=== TASK TO COMPLETE ===
Please repeat all of the records, keeping every word unchanged.

=== DATA ===
use axum::{
    extract::{Query, State},
    Json,
};
use chrono::Utc;
use serde::{Deserialize, Serialize};
use serde_json::{json, Value};
use uuid::Uuid;

use crate::billing::events::BillingEvent;
use crate::billing::stripe_client::CheckoutParams;
use crate::catalog;
use crate::errors::AppError;
use crate::models::plan::PlanRow;
use crate::models::subscription::{
    SubscriptionRow, TransactionRow, FREE_PLAN, STATUS_ACTIVE, STATUS_CANCELED,
};
use crate::models::user::UserRow;
use crate::state::AppState;

#[derive(Deserialize)]
pub struct UserIdQuery {
    pub user_id: Uuid,
}

/// GET /api/v1/plans
pub async fn handle_list_plans(
    State(state): State<AppState>,
) -> Result<Json<Vec<PlanRow>>, AppError> {
    let plans = catalog::list_active_plans(&state.db).await?;
    Ok(Json(plans))
}

/// GET /api/v1/subscriptions/current
///
/// Lazily creates a free subscription on first read. A `trialing` row whose
/// trial window has closed is dropped back to the free plan here; its limit
/// snapshots are left as-is, matching the grant flow which rewrites them on
/// the next grant.
pub async fn handle_current(
    State(state): State<AppState>,
    Query(params): Query<UserIdQuery>,
) -> Result<Json<SubscriptionRow>, AppError> {
    let sub = state.gate.load_or_create(params.user_id).await?;

    if sub.trial_expired(Utc::now()) {
        let sub: SubscriptionRow = sqlx::query_as(
            r#"
            UPDATE subscriptions
            SET status = $2, plan = $3, updated_at = now()
            WHERE id = $1
            RETURNING *
            "#,
        )
        .bind(sub.id)
        .bind(STATUS_ACTIVE)
        .bind(FREE_PLAN)
        .fetch_one(&state.db)
        .await?;
        return Ok(Json(sub));
    }

    Ok(Json(sub))
}

#[derive(Debug, Serialize, PartialEq)]
pub struct UsageStat {
    pub used: i32,
    pub limit: i32,
    pub percentage: f64,
}

#[derive(Serialize)]
#[serde(rename_all = "camelCase")]
pub struct UsageResponse {
    pub ai_credits: UsageStat,
    pub portfolios: UsageStat,
    pub resumes: UsageStat,
}

fn usage_stat(used: i32, limit: i32) -> UsageStat {
    let percentage = if limit > 0 {
        f64::from(used) / f64::from(limit) * 100.0
    } else {
        0.0
    };
    UsageStat {
        used,
        limit,
        percentage,
    }
}

/// GET /api/v1/subscriptions/usage
pub async fn handle_usage(
    State(state): State<AppState>,
    Query(params): Query<UserIdQuery>,
) -> Result<Json<UsageResponse>, AppError> {
    let sub = state
        .gate
        .load(params.user_id)
        .await?
        .ok_or_else(|| AppError::NotFound("Subscription not found".to_string()))?;

    Ok(Json(UsageResponse {
        ai_credits: usage_stat(sub.ai_credits_used, sub.ai_credits_limit),
        portfolios: usage_stat(sub.portfolios_used, sub.portfolios_limit),
        resumes: usage_stat(sub.resumes_used, sub.resumes_limit),
    }))
}

/// GET /api/v1/subscriptions/transactions
///
/// Payment history, newest first. Rows are appended by the billing
/// reconciler and never mutated.
pub async fn handle_transactions(
    State(state): State<AppState>,
    Query(params): Query<UserIdQuery>,
) -> Result<Json<Vec<TransactionRow>>, AppError> {
    let transactions: Vec<TransactionRow> =
        sqlx::query_as("SELECT * FROM transactions WHERE user_id = $1 ORDER BY created_at DESC")
            .bind(params.user_id)
            .fetch_all(&state.db)
            .await?;
    Ok(Json(transactions))
}

#[derive(Deserialize)]
#[serde(rename_all = "camelCase")]
pub struct CheckoutRequest {
    pub user_id: Uuid,
    pub plan_name: String,
    /// "monthly" or "yearly".
    pub billing_period: String,
}

/// POST /api/v1/subscriptions/checkout
pub async fn handle_checkout(
    State(state): State<AppState>,
    Json(req): Json<CheckoutRequest>,
) -> Result<Json<Value>, AppError> {
    let plan = catalog::get_plan(&state.db, &req.plan_name)
        .await?
        .filter(|p| p.is_active)
        .ok_or_else(|| AppError::NotFound("Plan not found".to_string()))?;

    let price_id = match req.billing_period.as_str() {
        "yearly" => plan.stripe_yearly_price_id.clone(),
        _ => plan.stripe_monthly_price_id.clone(),
    }
    .ok_or_else(|| {
        AppError::Validation("Stripe price ID not configured for this plan".to_string())
    })?;

    let sub = state.gate.load_or_create(req.user_id).await?;

    let customer_id = match sub.stripe_customer_id.clone() {
        Some(id) => id,
        None => {
            let user: UserRow = sqlx::query_as("SELECT * FROM users WHERE id = $1")
                .bind(req.user_id)
                .fetch_optional(&state.db)
                .await?
                .ok_or_else(|| AppError::NotFound("User not found".to_string()))?;

            let customer = state.stripe.create_customer(&user.email, user.id).await?;
            sqlx::query("UPDATE subscriptions SET stripe_customer_id = $2, updated_at = now() WHERE id = $1")
                .bind(sub.id)
                .bind(&customer.id)
                .execute(&state.db)
                .await?;
            customer.id
        }
    };

    let session = state
        .stripe
        .create_checkout_session(&CheckoutParams {
            customer_id,
            price_id,
            success_url: format!(
                "{}/dashboard?session_id={{CHECKOUT_SESSION_ID}}",
                state.config.frontend_url
            ),
            cancel_url: format!("{}/pricing", state.config.frontend_url),
            user_id: req.user_id,
            plan_name: plan.name.clone(),
            billing_period: req.billing_period.clone(),
        })
        .await?;

    Ok(Json(json!({ "sessionId": session.id, "url": session.url })))
}

/// POST /api/v1/subscriptions/cancel
///
/// Flags the gateway subscription to lapse at the period boundary and marks
/// the local row `canceled` immediately.
pub async fn handle_cancel(
    State(state): State<AppState>,
    Query(params): Query<UserIdQuery>,
) -> Result<Json<Value>, AppError> {
    let sub = state
        .gate
        .load(params.user_id)
        .await?
        .ok_or_else(|| AppError::NotFound("No active subscription found".to_string()))?;

    let subscription_id = sub
        .stripe_subscription_id
        .as_deref()
        .ok_or_else(|| AppError::NotFound("No active subscription found".to_string()))?;

    state.stripe.cancel_at_period_end(subscription_id).await?;

    sqlx::query("UPDATE subscriptions SET status = $2, updated_at = now() WHERE id = $1")
        .bind(sub.id)
        .bind(STATUS_CANCELED)
        .execute(&state.db)
        .await?;

    Ok(Json(json!({
        "message": "Subscription will be canceled at the end of the billing period"
    })))
}

/// POST /api/v1/subscriptions/webhook
///
/// Gateway lifecycle events. Signature verification happens at the ingress
/// proxy; payloads reaching this handler are treated as authenticated.
pub async fn handle_webhook(
    State(state): State<AppState>,
    Json(event): Json<BillingEvent>,
) -> Result<Json<Value>, AppError> {
    state.reconciler.handle(event).await?;
    Ok(Json(json!({ "received": true })))
}

#[cfg(test)]
mod tests {
    use super::*;

    #[test]
    fn test_usage_stat_percentage() {
        assert_eq!(
            usage_stat(4, 5),
            UsageStat {
                used: 4,
                limit: 5,
                percentage: 80.0,
            }
        );
    }

    #[test]
    fn test_usage_stat_zero_limit_reports_zero_percent() {
        assert_eq!(usage_stat(3, 0).percentage, 0.0);
    }

    #[test]
    fn test_usage_stat_over_limit_exceeds_hundred() {
        // Limits can shrink under a downgrade while usage carries over.
        assert!(usage_stat(10, 5).percentage > 100.0);
    }
}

=== EXERCISE RESULT ===
use axum::{
    extract::{Query, State},
    Json,
};
use chrono::Utc;
use serde::{Deserialize, Serialize};
use serde_json::{json, Value};
use uuid::Uuid;

use crate::billing::events::BillingEvent;
use crate::billing::stripe_client::CheckoutParams;
use crate::catalog;
use crate::errors::AppError;
use crate::models::plan::PlanRow;
use crate::models::subscription::{
    SubscriptionRow, TransactionRow, FREE_PLAN, STATUS_ACTIVE, STATUS_CANCELED,
};
use crate::models::user::UserRow;
use crate::state::AppState;

#[derive(Deserialize)]
pub struct UserIdQuery {
    pub user_id: Uuid,
}

/// GET /api/v1/plans
pub async fn handle_list_plans(
    State(state): State<AppState>,
) -> Result<Json<Vec<PlanRow>>, AppError> {
    let plans = catalog::list_active_plans(&state.db).await?;
    Ok(Json(plans))
}

/// GET /api/v1/subscriptions/current
///
/// Lazily creates a free subscription on first read. A `trialing` row whose
/// trial window has closed is dropped back to the free plan here; its limit
/// snapshots are left as-is, matching the grant flow which rewrites them on
/// the next grant.
pub async fn handle_current(
    State(state): State<AppState>,
    Query(params): Query<UserIdQuery>,
) -> Result<Json<SubscriptionRow>, AppError> {
    let sub = state.gate.load_or_create(params.user_id).await?;

    if sub.trial_expired(Utc::now()) {
        let sub: SubscriptionRow = sqlx::query_as(
            r#"
            UPDATE subscriptions
            SET status = $2, plan = $3, updated_at = now()
            WHERE id = $1
            RETURNING *
            "#,
        )
        .bind(sub.id)
        .bind(STATUS_ACTIVE)
        .bind(FREE_PLAN)
        .fetch_one(&state.db)
        .await?;
        return Ok(Json(sub));
    }

    Ok(Json(sub))
}

#[derive(Debug, Serialize, PartialEq)]
pub struct UsageStat {
    pub used: i32,
    pub limit: i32,
    pub percentage: f64,
}

#[derive(Serialize)]
#[serde(rename_all = "camelCase")]
pub struct UsageResponse {
    pub ai_credits: UsageStat,
    pub portfolios: UsageStat,
    pub resumes: UsageStat,
}

fn usage_stat(used: i32, limit: i32) -> UsageStat {
    let percentage = if limit > 0 {
        f64::from(used) / f64::from(limit) * 100.0
    } else {
        0.0
    };
    UsageStat {
        used,
        limit,
        percentage,
    }
}

/// GET /api/v1/subscriptions/usage
pub async fn handle_usage(
    State(state): State<AppState>,
    Query(params): Query<UserIdQuery>,
) -> Result<Json<UsageResponse>, AppError> {
    let sub = state
        .gate
        .load(params.user_id)
        .await?
        .ok_or_else(|| AppError::NotFound("Subscription not found".to_string()))?;

    Ok(Json(UsageResponse {
        ai_credits: usage_stat(sub.ai_credits_used, sub.ai_credits_limit),
        portfolios: usage_stat(sub.portfolios_used, sub.portfolios_limit),
        resumes: usage_stat(sub.resumes_used, sub.resumes_limit),
    }))
}

/// GET /api/v1/subscriptions/transactions
///
/// Payment history, newest first. Rows are appended by the billing
/// reconciler and never mutated.
pub async fn handle_transactions(
    State(state): State<AppState>,
    Query(params): Query<UserIdQuery>,
) -> Result<Json<Vec<TransactionRow>>, AppError> {
    let transactions: Vec<TransactionRow> =
        sqlx::query_as("SELECT * FROM transactions WHERE user_id = $1 ORDER BY created_at DESC")
            .bind(params.user_id)
            .fetch_all(&state.db)
            .await?;
    Ok(Json(transactions))
}

#[derive(Deserialize)]
#[serde(rename_all = "camelCase")]
pub struct CheckoutRequest {
    pub user_id: Uuid,
    pub plan_name: String,
    /// "monthly" or "yearly".
    pub billing_period: String,
}

/// POST /api/v1/subscriptions/checkout
pub async fn handle_checkout(
    State(state): State<AppState>,
    Json(req): Json<CheckoutRequest>,
) -> Result<Json<Value>, AppError> {
    let plan = catalog::get_plan(&state.db, &req.plan_name)
        .await?
        .filter(|p| p.is_active)
        .ok_or_else(|| AppError::NotFound("Plan not found".to_string()))?;

    let price_id = match req.billing_period.as_str() {
        "yearly" => plan.stripe_yearly_price_id.clone(),
        _ => plan.stripe_monthly_price_id.clone(),
    }
    .ok_or_else(|| {
        AppError::Validation("Stripe price ID not configured for this plan".to_string())
    })?;

    let sub = state.gate.load_or_create(req.user_id).await?;

    let customer_id = match sub.stripe_customer_id.clone() {
        Some(id) => id,
        None => {
            let user: UserRow = sqlx::query_as("SELECT * FROM users WHERE id = $1")
                .bind(req.user_id)
                .fetch_optional(&state.db)
                .await?
                .ok_or_else(|| AppError::NotFound("User not found".to_string()))?;

            let customer = state.stripe.create_customer(&user.email, user.id).await?;
            sqlx::query("UPDATE subscriptions SET stripe_customer_id = $2, updated_at = now() WHERE id = $1")
                .bind(sub.id)
                .bind(&customer.id)
                .execute(&state.db)
                .await?;
            customer.id
        }
    };

    let session = state
        .stripe
        .create_checkout_session(&CheckoutParams {
            customer_id,
            price_id,
            success_url: format!(
                "{}/dashboard?session_id={{CHECKOUT_SESSION_ID}}",
                state.config.frontend_url
            ),
            cancel_url: format!("{}/pricing", state.config.frontend_url),
            user_id: req.user_id,
            plan_name: plan.name.clone(),
            billing_period: req.billing_period.clone(),
        })
        .await?;

    Ok(Json(json!({ "sessionId": session.id, "url": session.url })))
}

/// POST /api/v1/subscriptions/cancel
///
/// Flags the gateway subscription to lapse at the period boundary and marks
/// the local row `canceled` immediately.
pub async fn handle_cancel(
    State(state): State<AppState>,
    Query(params): Query<UserIdQuery>,
) -> Result<Json<Value>, AppError> {
    let sub = state
        .gate
        .load(params.user_id)
        .await?
        .ok_or_else(|| AppError::NotFound("No active subscription found".to_string()))?;

    let subscription_id = sub
        .stripe_subscription_id
        .as_deref()
        .ok_or_else(|| AppError::NotFound("No active subscription found".to_string()))?;

    state.stripe.cancel_at_period_end(subscription_id).await?;

    sqlx::query("UPDATE subscriptions SET status = $2, updated_at = now() WHERE id = $1")
        .bind(sub.id)
        .bind(STATUS_CANCELED)
        .execute(&state.db)
        .await?;

    Ok(Json(json!({
        "message": "Subscription will be canceled at the end of the billing period"
    })))
}

/// POST /api/v1/subscriptions/webhook
///
/// Gateway lifecycle events. Signature verification happens at the ingress
/// proxy; payloads reaching this handler are treated as authenticated.
pub async fn handle_webhook(
    State(state): State<AppState>,
    Json(event): Json<BillingEvent>,
) -> Result<Json<Value>, AppError> {
    state.reconciler.handle(event).await?;
    Ok(Json(json!({ "received": true })))
}

#[cfg(test)]
mod tests {
    use super::*;

    #[test]
    fn test_usage_stat_percentage() {
        assert_eq!(
            usage_stat(4, 5),
            UsageStat {
                used: 4,
                limit: 5,
                percentage: 80.0,
            }
        );
    }

    #[test]
    fn test_usage_stat_zero_limit_reports_zero_percent() {
        assert_eq!(usage_stat(3, 0).percentage, 0.0);
    }

    #[test]
    fn test_usage_stat_over_limit_exceeds_hundred() {
        // Limits can shrink under a downgrade while usage carries over.
        assert!(usage_stat(10, 5).percentage > 100.0);
    }
}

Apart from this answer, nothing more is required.